**Your task:**
Scan the lines below and report each one containing "double" by copying it.

**Source data:**
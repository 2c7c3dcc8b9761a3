//! The extended-precision float class.
//!
//! Rust has no stable extended-precision float type, so [`Extended`] stores an `f64` and every
//! operation runs in double precision. It exists as a distinct type so that `Vector<Extended, N>`
//! keeps its own identity (suffix `ld` in debug output) and cannot be mixed with `f64` vectors.
//! Numeric results are identical to the `f64` class.

use crate::core::traits::{Scalar, sealed::Sealed};
use approx::{AbsDiffEq, RelativeEq, UlpsEq};
use num_traits::{One, Zero};
use std::fmt;
use std::ops::{Add, Div, Mul, Neg, Sub};

/// Extended-precision float, collapsed to `f64`.
#[derive(Clone, Copy, Debug, Default, PartialEq, PartialOrd)]
#[repr(transparent)]
pub struct Extended(pub f64);

impl Extended {
    /// Returns the underlying double-precision value.
    #[inline]
    pub const fn get(self) -> f64 {
        self.0
    }
}

macro_rules! forward_binop {
    ($($trait:ident :: $method:ident),+) => {
        $(
            impl $trait for Extended {
                type Output = Extended;

                #[inline]
                fn $method(self, rhs: Extended) -> Extended {
                    Extended($trait::$method(self.0, rhs.0))
                }
            }
        )+
    };
}

forward_binop!(Add::add, Sub::sub, Mul::mul, Div::div);

impl Neg for Extended {
    type Output = Extended;

    #[inline]
    fn neg(self) -> Extended {
        Extended(-self.0)
    }
}

impl From<f64> for Extended {
    #[inline]
    fn from(value: f64) -> Self {
        Extended(value)
    }
}

impl From<Extended> for f64 {
    #[inline]
    fn from(value: Extended) -> Self {
        value.0
    }
}

impl Zero for Extended {
    fn zero() -> Self {
        Extended(0.0)
    }

    fn is_zero(&self) -> bool {
        self.0 == 0.0
    }
}

impl One for Extended {
    fn one() -> Self {
        Extended(1.0)
    }
}

impl fmt::Display for Extended {
    fn fmt(&self, f: &mut fmt::Formatter<'_>) -> fmt::Result {
        fmt::Display::fmt(&self.0, f)
    }
}

impl AbsDiffEq for Extended {
    type Epsilon = f64;

    fn default_epsilon() -> f64 {
        f64::default_epsilon()
    }

    fn abs_diff_eq(&self, other: &Self, epsilon: f64) -> bool {
        self.0.abs_diff_eq(&other.0, epsilon)
    }
}

impl RelativeEq for Extended {
    fn default_max_relative() -> f64 {
        f64::default_max_relative()
    }

    fn relative_eq(&self, other: &Self, epsilon: f64, max_relative: f64) -> bool {
        self.0.relative_eq(&other.0, epsilon, max_relative)
    }
}

impl UlpsEq for Extended {
    fn default_max_ulps() -> u32 {
        f64::default_max_ulps()
    }

    fn ulps_eq(&self, other: &Self, epsilon: f64, max_ulps: u32) -> bool {
        self.0.ulps_eq(&other.0, epsilon, max_ulps)
    }
}

impl Sealed for Extended {}

impl Scalar for Extended {
    const SUFFIX: &'static str = "ld";

    #[inline]
    fn add_elem(self, rhs: Self) -> Self {
        self + rhs
    }

    #[inline]
    fn sub_elem(self, rhs: Self) -> Self {
        self - rhs
    }

    #[inline]
    fn mul_elem(self, rhs: Self) -> Self {
        self * rhs
    }

    #[inline]
    fn div_elem(self, rhs: Self) -> Self {
        self / rhs
    }

    #[inline]
    fn checked_div_elem(self, rhs: Self) -> Option<Self> {
        Some(self / rhs)
    }

    #[inline]
    fn pow_elem(self, exp: Self) -> Self {
        Extended((self.0 as f32).powf(exp.0 as f32) as f64)
    }

    #[inline]
    fn sqrt_elem(self) -> Self {
        Extended(self.0.sqrt())
    }

    #[inline]
    fn abs_elem(self) -> Self {
        Extended(self.0.abs())
    }

    fn fmt_elem(&self, f: &mut fmt::Formatter<'_>) -> fmt::Result {
        write!(f, "{:.2}", self.0)
    }
}
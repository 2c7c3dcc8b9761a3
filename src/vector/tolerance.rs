//! `approx` trait impls, comparing vectors element by element with the scalar's tolerance.

use approx::{AbsDiffEq, RelativeEq, UlpsEq};

use crate::core::traits::{Dim, Scalar, SupportedDim};

use super::Vector;

impl<T, const N: usize> AbsDiffEq for Vector<T, N>
where
    T: Scalar + AbsDiffEq,
    T::Epsilon: Copy,
    Dim<N>: SupportedDim,
{
    type Epsilon = T::Epsilon;

    fn default_epsilon() -> T::Epsilon {
        T::default_epsilon()
    }

    fn abs_diff_eq(&self, other: &Self, epsilon: T::Epsilon) -> bool {
        self.data
            .iter()
            .zip(other.data.iter())
            .all(|(a, b)| a.abs_diff_eq(b, epsilon))
    }
}

impl<T, const N: usize> RelativeEq for Vector<T, N>
where
    T: Scalar + RelativeEq,
    T::Epsilon: Copy,
    Dim<N>: SupportedDim,
{
    fn default_max_relative() -> T::Epsilon {
        T::default_max_relative()
    }

    fn relative_eq(&self, other: &Self, epsilon: T::Epsilon, max_relative: T::Epsilon) -> bool {
        self.data
            .iter()
            .zip(other.data.iter())
            .all(|(a, b)| a.relative_eq(b, epsilon, max_relative))
    }
}

impl<T, const N: usize> UlpsEq for Vector<T, N>
where
    T: Scalar + UlpsEq,
    T::Epsilon: Copy,
    Dim<N>: SupportedDim,
{
    fn default_max_ulps() -> u32 {
        T::default_max_ulps()
    }

    fn ulps_eq(&self, other: &Self, epsilon: T::Epsilon, max_ulps: u32) -> bool {
        self.data
            .iter()
            .zip(other.data.iter())
            .all(|(a, b)| a.ulps_eq(b, epsilon, max_ulps))
    }
}
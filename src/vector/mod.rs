//! Fixed-size vectors over the seven scalar classes.
//!
//! [`Vector<T, N>`] is defined once, generically, and monomorphized for every supported
//! (scalar, dimension) pair. The dimension is restricted to 2, 3 and 4 through the
//! [`SupportedDim`] bound on [`Dim<N>`], so `Vector<f32, 5>` is rejected at compile time, and
//! binary operations only accept operands of the exact same type.
//!
//! # Construction
//!
//! - [`vec2`], [`vec3`] and [`vec4`] build a vector from its elements.
//! - [`Vector::new`] and the [`From`] impl build one from an array.
//! - [`Vector::fill`] copies one value into every element.
//! - [`Default`] yields an all-zero vector.
//!
//! Vectors are `Copy` values: every operation takes its inputs by value and returns a new vector
//! (or scalar), never touching the inputs.

use crate::core::Extended;
use crate::core::traits::{Dim, Scalar, SupportedDim};
use std::{array, fmt, ops::Index};

mod debug;
mod ops;
mod tolerance;

/// A 2-element vector.
pub type Vec2<T> = Vector<T, 2>;
/// A 3-element vector.
pub type Vec3<T> = Vector<T, 3>;
/// A 4-element vector.
pub type Vec4<T> = Vector<T, 4>;

macro_rules! vector_aliases {
    ($($t:ty => $v2:ident, $v3:ident, $v4:ident);+ $(;)?) => {
        $(
            #[doc = concat!("A 2-element vector of `", stringify!($t), "`.")]
            pub type $v2 = Vec2<$t>;
            #[doc = concat!("A 3-element vector of `", stringify!($t), "`.")]
            pub type $v3 = Vec3<$t>;
            #[doc = concat!("A 4-element vector of `", stringify!($t), "`.")]
            pub type $v4 = Vec4<$t>;
        )+
    };
}

vector_aliases! {
    f32 => Vec2f, Vec3f, Vec4f;
    f64 => Vec2d, Vec3d, Vec4d;
    Extended => Vec2ld, Vec3ld, Vec4ld;
    i32 => Vec2i, Vec3i, Vec4i;
    i64 => Vec2li, Vec3li, Vec4li;
    u32 => Vec2u, Vec3u, Vec4u;
    u64 => Vec2lu, Vec3lu, Vec4lu;
}

/// An `N`-element vector of scalar `T`.
///
/// Only dimensions 2, 3 and 4 exist:
///
/// ```compile_fail
/// # use vekit::*;
/// let v: Vector<f32, 5> = Vector::fill(1.0);
/// ```
///
/// and operands must share scalar class and dimension:
///
/// ```compile_fail
/// # use vekit::*;
/// let v = vec3(1.0f32, 2.0, 3.0).add(vec3(1.0f64, 2.0, 3.0));
/// ```
#[derive(Clone, Copy, PartialEq)]
#[repr(transparent)]
pub struct Vector<T: Scalar, const N: usize>
where
    Dim<N>: SupportedDim,
{
    data: [T; N],
}

impl<T: Scalar, const N: usize> Vector<T, N>
where
    Dim<N>: SupportedDim,
{
    /// Number of elements.
    pub const DIM: usize = N;

    /// Creates a vector from its elements.
    #[inline]
    pub const fn new(data: [T; N]) -> Self {
        Self { data }
    }

    /// Creates a vector with every element equal to `value`.
    ///
    /// ```
    /// # use vekit::*;
    /// assert_eq!(Vec3i::fill(7), vec3(7, 7, 7));
    /// ```
    #[inline]
    pub fn fill(value: T) -> Self {
        Self { data: [value; N] }
    }

    /// Creates a vector by calling `cb` with the index of each element, in order.
    #[inline]
    pub fn from_fn<F>(cb: F) -> Self
    where
        F: FnMut(usize) -> T,
    {
        Self { data: array::from_fn(cb) }
    }

    #[inline]
    pub const fn as_array(&self) -> &[T; N] {
        &self.data
    }

    #[inline]
    pub const fn as_slice(&self) -> &[T] {
        &self.data
    }

    #[inline]
    pub fn into_array(self) -> [T; N] {
        self.data
    }

    /// Returns an iterator over the elements in index order.
    pub fn iter(&self) -> std::slice::Iter<'_, T> {
        self.data.iter()
    }

    #[inline]
    pub fn x(&self) -> T {
        self.data[0]
    }

    #[inline]
    pub fn y(&self) -> T {
        self.data[1]
    }
}

impl<T: Scalar> Vector<T, 3> {
    #[inline]
    pub fn z(&self) -> T {
        self.data[2]
    }
}

impl<T: Scalar> Vector<T, 4> {
    #[inline]
    pub fn z(&self) -> T {
        self.data[2]
    }

    #[inline]
    pub fn w(&self) -> T {
        self.data[3]
    }
}

impl<T: Scalar, const N: usize> Default for Vector<T, N>
where
    Dim<N>: SupportedDim,
{
    fn default() -> Self {
        Self::fill(T::zero())
    }
}

impl<T: Scalar, const N: usize> Index<usize> for Vector<T, N>
where
    Dim<N>: SupportedDim,
{
    type Output = T;

    #[inline]
    fn index(&self, index: usize) -> &T {
        &self.data[index]
    }
}

impl<T: Scalar, const N: usize> From<[T; N]> for Vector<T, N>
where
    Dim<N>: SupportedDim,
{
    #[inline]
    fn from(data: [T; N]) -> Self {
        Self { data }
    }
}

impl<T: Scalar, const N: usize> From<Vector<T, N>> for [T; N]
where
    Dim<N>: SupportedDim,
{
    #[inline]
    fn from(value: Vector<T, N>) -> Self {
        value.data
    }
}

impl<T: Scalar, const N: usize> AsRef<[T]> for Vector<T, N>
where
    Dim<N>: SupportedDim,
{
    #[inline]
    fn as_ref(&self) -> &[T] {
        &self.data
    }
}

impl<T: Scalar, const N: usize> fmt::Debug for Vector<T, N>
where
    Dim<N>: SupportedDim,
{
    fn fmt(&self, f: &mut fmt::Formatter<'_>) -> fmt::Result {
        let mut tup = f.debug_tuple("");
        for elem in &self.data {
            tup.field(elem);
        }
        tup.finish()
    }
}

/// Constructs a [`Vec2`] from its two elements.
#[inline]
pub const fn vec2<T: Scalar>(x: T, y: T) -> Vec2<T> {
    Vector::new([x, y])
}

/// Constructs a [`Vec3`] from its three elements.
#[inline]
pub const fn vec3<T: Scalar>(x: T, y: T, z: T) -> Vec3<T> {
    Vector::new([x, y, z])
}

/// Constructs a [`Vec4`] from its four elements.
#[inline]
pub const fn vec4<T: Scalar>(x: T, y: T, z: T, w: T) -> Vec4<T> {
    Vector::new([x, y, z, w])
}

**Finished task:**
//! operation runs in double precision. It exists as a distinct type so that `Vector<Extended, N>`
    /// Returns the underlying double-precision value.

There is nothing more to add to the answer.